Vejo Big Fish (O Grande Peixe) de Tim Burton e deliro com a criancice. Burton e Spielberg, cada um à sua maneira, são crianças grandes e como tal, adoram brinquedos. Em vez de construções de Lego’s ou pókemons preferem câmaras e películas e holofotes e actores. Gosto particularmente de Burton mais negro e de Spielberg mais desassombrado. Mas sempre meninos. O cinema, nas mãos deles, é uma brincadeira de crianças. Infantilmente, eu aplaudo, claro.

13 de Fevereiro

Sexta-feira, 13. O povo diz que esta conjugação tem energias negativas. Ferro Rodrigues não rejeita uma candidatura às presidenciais. O povo lá tem as suas razões.

14 de Fevereiro

No Público de hoje, em manchete, D. Januário Torgal Ferreira admite uso do preservativo e da pílula. O preservativo, eu posso entender. O senhor, lá por ser bispo, não tem de apanhar doenças venéreas. A pílula faz-me mais confusão. Pensava que a reacção hormonal funcionava apenas nas mulheres.
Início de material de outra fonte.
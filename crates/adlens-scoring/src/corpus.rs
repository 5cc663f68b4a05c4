//! Corpus analysis over successful ads: salient terms and structural rates.
//!
//! Pure functions of the input collection; nothing is kept between calls.

use std::cmp::Ordering;
use std::collections::{BTreeMap, HashMap};
use std::sync::LazyLock;

use adlens_core::{PatternReport, ScoredAd, TermPattern};
use chrono::{DateTime, Utc};
use regex::Regex;
use serde_json::json;

use crate::stopwords::is_stopword;

/// Fewer ads with text than this and there is no report.
pub const MIN_CORPUS_SIZE: usize = 5;
/// Terms kept per ad before cross-ad aggregation.
pub const TERMS_PER_DOCUMENT: usize = 10;
/// Cap on `common_terms`.
pub const MAX_COMMON_TERMS: usize = 20;
pub const MIN_TERM_CHARS: usize = 3;

pub const CTA_VOCABULARY: &[&str] = &[
    "shop", "buy", "get", "sign up", "learn", "discover", "try", "click", "visit", "join",
    "order", "call",
];

static EMOJI: LazyLock<Regex> = LazyLock::new(|| {
    Regex::new(concat!(
        "[",
        r"\x{1F300}-\x{1F5FF}",
        r"\x{1F600}-\x{1F64F}",
        r"\x{1F680}-\x{1F6FF}",
        r"\x{1F1E0}-\x{1F1FF}",
        r"\x{1F900}-\x{1F9FF}",
        r"\x{1FA70}-\x{1FAFF}",
        r"\x{2600}-\x{26FF}",
        r"\x{2700}-\x{27BF}",
        "]",
    ))
    .expect("valid regex")
});

/// Structural heuristics over a collection of ads.
#[derive(Debug, Clone, Copy, Default, PartialEq, Eq)]
pub struct StructurePatterns {
    /// Mean characters of concatenated creative bodies.
    pub average_text_length: i64,
    /// Percentages, 0–100.
    pub cta_presence_rate: i64,
    pub question_presence_rate: i64,
    pub emoji_presence_rate: i64,
}

impl StructurePatterns {
    #[must_use]
    pub fn into_map(self) -> BTreeMap<String, i64> {
        BTreeMap::from([
            ("average_text_length".to_string(), self.average_text_length),
            ("cta_presence_rate".to_string(), self.cta_presence_rate),
            ("question_presence_rate".to_string(), self.question_presence_rate),
            ("emoji_presence_rate".to_string(), self.emoji_presence_rate),
        ])
    }
}

/// Analyze `ads` at the current time. See [`analyze_at`].
#[must_use]
pub fn analyze(ads: &[ScoredAd]) -> Option<PatternReport> {
    analyze_at(ads, Utc::now())
}

/// Build a pattern report, or `None` when fewer than [`MIN_CORPUS_SIZE`]
/// ads carry any text.
#[must_use]
pub fn analyze_at(ads: &[ScoredAd], now: DateTime<Utc>) -> Option<PatternReport> {
    // Fixed processing order keeps float sums identical for any input order.
    let mut documents: Vec<(&str, String)> = ads
        .iter()
        .map(|ad| (ad.ad.id.as_str(), ad.ad.full_text()))
        .filter(|(_, text)| !text.is_empty())
        .collect();
    if documents.len() < MIN_CORPUS_SIZE {
        tracing::info!(
            available = documents.len(),
            required = MIN_CORPUS_SIZE,
            "insufficient ads with text for pattern analysis"
        );
        return None;
    }
    documents.sort();

    let tokenized: Vec<Vec<String>> = documents.iter().map(|(_, text)| tokenize(text)).collect();

    Some(PatternReport {
        common_terms: common_terms(&tokenized),
        structure_patterns: structure_patterns(ads).into_map(),
        visual_patterns: visual_placeholder(),
        analyzed_ads: ads.len(),
        computed_at: now,
    })
}

/// Lowercased alphanumeric runs, without stopwords or terms shorter than
/// [`MIN_TERM_CHARS`]. Filtered before TF and DF are counted.
fn tokenize(text: &str) -> Vec<String> {
    text.split(|c: char| !c.is_alphanumeric())
        .filter(|t| t.chars().count() >= MIN_TERM_CHARS)
        .map(str::to_lowercase)
        .filter(|t| !is_stopword(t))
        .collect()
}

/// `1 + ln(N / (1 + df))`.
fn inverse_document_frequency(document_count: usize, containing: usize) -> f64 {
    #[allow(clippy::cast_precision_loss)]
    let ratio = document_count as f64 / (1 + containing) as f64;
    1.0 + ratio.ln()
}

/// Top TF-IDF terms of one document, heaviest first, ties by term.
fn top_terms<'a>(
    document: &'a [String],
    document_frequency: &HashMap<&str, usize>,
    document_count: usize,
) -> Vec<(&'a str, f64)> {
    let mut frequency: HashMap<&str, usize> = HashMap::new();
    for token in document {
        *frequency.entry(token.as_str()).or_insert(0) += 1;
    }

    let mut weighted: Vec<(&str, f64)> = frequency
        .into_iter()
        .map(|(term, tf)| {
            let df = document_frequency.get(term).copied().unwrap_or(0);
            #[allow(clippy::cast_precision_loss)]
            let weight = tf as f64 * inverse_document_frequency(document_count, df);
            (term, weight)
        })
        .collect();
    weighted.sort_by(|a, b| {
        b.1.partial_cmp(&a.1)
            .unwrap_or(Ordering::Equal)
            .then_with(|| a.0.cmp(b.0))
    });
    weighted.truncate(TERMS_PER_DOCUMENT);
    weighted
}

fn common_terms(documents: &[Vec<String>]) -> Vec<TermPattern> {
    let mut document_frequency: HashMap<&str, usize> = HashMap::new();
    for document in documents {
        let mut seen: Vec<&str> = document.iter().map(String::as_str).collect();
        seen.sort_unstable();
        seen.dedup();
        for term in seen {
            *document_frequency.entry(term).or_insert(0) += 1;
        }
    }

    // term -> (documents with the term in their top list, summed weight)
    let mut aggregate: HashMap<&str, (usize, f64)> = HashMap::new();
    for document in documents {
        for (term, weight) in top_terms(document, &document_frequency, documents.len()) {
            let entry = aggregate.entry(term).or_insert((0, 0.0));
            entry.0 += 1;
            entry.1 += weight;
        }
    }

    let mut terms: Vec<TermPattern> = aggregate
        .into_iter()
        .filter(|(_, (count, _))| *count > 1)
        .map(|(term, (count, sum))| {
            #[allow(clippy::cast_precision_loss)]
            let average_score = sum / count as f64;
            TermPattern {
                term: term.to_string(),
                count,
                average_score,
            }
        })
        .collect();
    terms.sort_by(|a, b| {
        b.count
            .cmp(&a.count)
            .then_with(|| {
                b.average_score
                    .partial_cmp(&a.average_score)
                    .unwrap_or(Ordering::Equal)
            })
            .then_with(|| a.term.cmp(&b.term))
    });
    terms.truncate(MAX_COMMON_TERMS);
    terms
}

/// Rates and averages over the creative bodies of `ads`. All zero for an
/// empty collection.
#[must_use]
pub fn structure_patterns(ads: &[ScoredAd]) -> StructurePatterns {
    if ads.is_empty() {
        return StructurePatterns::default();
    }

    let bodies: Vec<String> = ads.iter().map(|ad| ad.ad.body_text()).collect();
    let total_chars: usize = bodies.iter().map(|b| b.chars().count()).sum();
    let with_cta = bodies.iter().filter(|b| has_call_to_action(b)).count();
    let with_question = bodies.iter().filter(|b| b.contains('?')).count();
    let with_emoji = bodies.iter().filter(|b| EMOJI.is_match(b)).count();

    #[allow(clippy::cast_precision_loss)]
    let n = ads.len() as f64;
    #[allow(clippy::cast_precision_loss)]
    let percent = |count: usize| round_to_i64(count as f64 / n * 100.0);

    #[allow(clippy::cast_precision_loss)]
    let average_text_length = round_to_i64(total_chars as f64 / n);

    StructurePatterns {
        average_text_length,
        cta_presence_rate: percent(with_cta),
        question_presence_rate: percent(with_question),
        emoji_presence_rate: percent(with_emoji),
    }
}

fn has_call_to_action(body: &str) -> bool {
    let lowered = body.to_lowercase();
    CTA_VOCABULARY.iter().any(|cta| lowered.contains(cta))
}

fn round_to_i64(value: f64) -> i64 {
    #[allow(clippy::cast_possible_truncation)]
    let rounded = value.round() as i64;
    rounded
}

/// Fixed placeholder values. Image and video analysis is not implemented,
/// and the payload says so.
#[must_use]
pub fn visual_placeholder() -> BTreeMap<String, serde_json::Value> {
    BTreeMap::from([
        ("image_presence_rate".to_string(), json!(0)),
        ("video_presence_rate".to_string(), json!(0)),
        ("carousel_presence_rate".to_string(), json!(0)),
        ("is_placeholder".to_string(), json!(true)),
        (
            "note".to_string(),
            json!("image and video analysis is not implemented; values are fixed placeholders"),
        ),
    ])
}

#[cfg(test)]
#[path = "corpus_test.rs"]
mod tests;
Mas talvez o clero tenha também alguns privilégios nos efeitos contraceptivos.

15 de Fevereiro

Hoje houve um Benfica – Porto que me trazia confundido. Sentimentalmente, desejo sempre que o Benfica perca os jogos todos em que entra. Matematicamente, talvez fosse melhor o Porto ter perdido, para que o Sporting se aproximasse do primeiro lugar. Racionalmente, o Porto é uma equipa praticamente inalcançável e uma vitória dos dragões sempre manteria os “encarnados” mais longe do segundo lugar. Por curiosidade, gostaria de ter visto o comportamento de Mourinho, se tivesse perdido na Luz. Empataram, o que não foi bom nem foi mau. Antes pelo contrário.

16 de Fevereiro

Acabo mais um livro de contos de Rubem Fonseca. Não devo estar a exagerar muito se escrever que é um dos mais virtuosos escritores de contos de toda a literatura em português. Pequenas Criaturas tem um vigor narrativo e uma simplicidade nos diálogos dignos de comparecer em qualquer colecção de mestres da short story.

17 de Fevereiro

São absolvidos todos os arguidos do processo de aborto clandestino em Aveiro. O médico perde instrumentos e bens resultantes da prática ilegal. Não foi sequer condenado a prisão, ao contrário da parteira da Maia. Talvez a lei não seja tão medieval como o Bloco e o PCP nos andam a gritar aos ouvidos.

18 de Fevereiro

Os próximos dias são conhecidos como “fim-de-semana de Carnaval”. Considero esta época particularmente deprimente. Chateia-me a boa disposição com data marcada e irritam-me as mascaradas. Nesta altura do ano, muitos se disfarçam do que não são mas gostariam de ser. O mais valente dos machos veste-se de mulher, a mais pudica das mulheres desfila seminua ao frio do inverno português, Jorge Coelho fantasia-se de líder partidário, Santana Lopes de candidato a Presidente e o Benfica de candidato ao título, Cristina Câmara de actriz e Janet Jackson de stripper. Como no Carnaval alguém tem de se vestir de Messias, o Público, a SIC e a TSF nomearam oficialmente John Kerry como “salvador da cristandade”. Como os tempos são outros, a Quaresma não significa o recato de quarenta dias. As partidas, os disfarces, os estalinhos e as bombas de mau cheiro continuam agora durante todo o ano.